Can we declare a moratorium on calling rehearsal "working out"? It's a bit self-righteous.
As flip as my comment back may have been, I should start by saying I don't automatically argue with everything Josh says—though it's fair to say we are the yin yang of Tantrum.
His question got me thinking: Is referring to what happens in rehearsal or classes as "working out" self-righteous—holier-than-thou, smugly moralistic, hypocritically pious? Even a little bit?
I don't think so. At least, it's certainly not meant to be.
This is "rehearsal":
- dry run (a practice session in preparation for a public performance, as of a play or speech or concert)
- a form of practice; repetition of information (silently or aloud) in order to keep it in short-term memory
- exercise: the activity of exerting your muscles in various ways to keep fit.
And at its best, getting together with Tantrum or Spite or going to class feels a lot more like going to the gym than memorizing lines and blocking and trying different line readings.
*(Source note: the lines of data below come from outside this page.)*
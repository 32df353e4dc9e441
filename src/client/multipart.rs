//! Minimal `multipart/form-data` encoder for the single-file upload.
//!
//! `ureq` 2 sends raw bodies only, so the document-parsing call builds its
//! body here: one part, field name `file`, the original file name, and an
//! `application/octet-stream` payload.

/// An encoded multipart body and the matching `Content-Type` header value.
#[derive(Debug, Clone)]
pub struct MultipartBody {
    pub content_type: String,
    pub bytes: Vec<u8>,
}

/// Encode a single file part under `field`.
pub fn single_file(field: &str, file_name: &str, data: &[u8]) -> MultipartBody {
    let boundary = loop {
        let candidate = random_boundary();
        // The boundary must not occur inside the payload.
        if !contains(data, candidate.as_bytes()) {
            break candidate;
        }
    };
    encode(&boundary, field, file_name, data)
}

fn encode(boundary: &str, field: &str, file_name: &str, data: &[u8]) -> MultipartBody {
    let mut bytes = Vec::with_capacity(data.len() + 256);
    bytes.extend_from_slice(format!("--{boundary}\r\n").as_bytes());
    bytes.extend_from_slice(
        format!(
            "Content-Disposition: form-data; name=\"{}\"; filename=\"{}\"\r\n",
            escape_quoted(field),
            escape_quoted(file_name)
        )
        .as_bytes(),
    );
    bytes.extend_from_slice(b"Content-Type: application/octet-stream\r\n\r\n");
    bytes.extend_from_slice(data);
    bytes.extend_from_slice(format!("\r\n--{boundary}--\r\n").as_bytes());

    MultipartBody {
        content_type: format!("multipart/form-data; boundary={boundary}"),
        bytes,
    }
}

fn random_boundary() -> String {
    let token: String = std::iter::repeat_with(fastrand::alphanumeric)
        .take(24)
        .collect();
    format!("----routescope{token}")
}

/// Quotes and line breaks would terminate the header parameter early.
fn escape_quoted(value: &str) -> String {
    value
        .chars()
        .map(|c| match c {
            '"' => "%22".to_string(),
            '\r' => "%0D".to_string(),
            '\n' => "%0A".to_string(),
            c => c.to_string(),
        })
        .collect()
}

fn contains(haystack: &[u8], needle: &[u8]) -> bool {
    needle.is_empty() || haystack.windows(needle.len()).any(|w| w == needle)
}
It might be different if we spent all our time practicing games and formats or polishing the presentation of the show...
What I want from a 2-3 hour session with other improvisers is to isolate and strengthen muscles and tone and define my technique and skills. I want to get something new out of an exercise every time I try it, because as I get stronger, I can go deeper into it. I want discipline. I want long-term results.
No moratorium for me. I'm going to keep working out. (Seriously good question, though...)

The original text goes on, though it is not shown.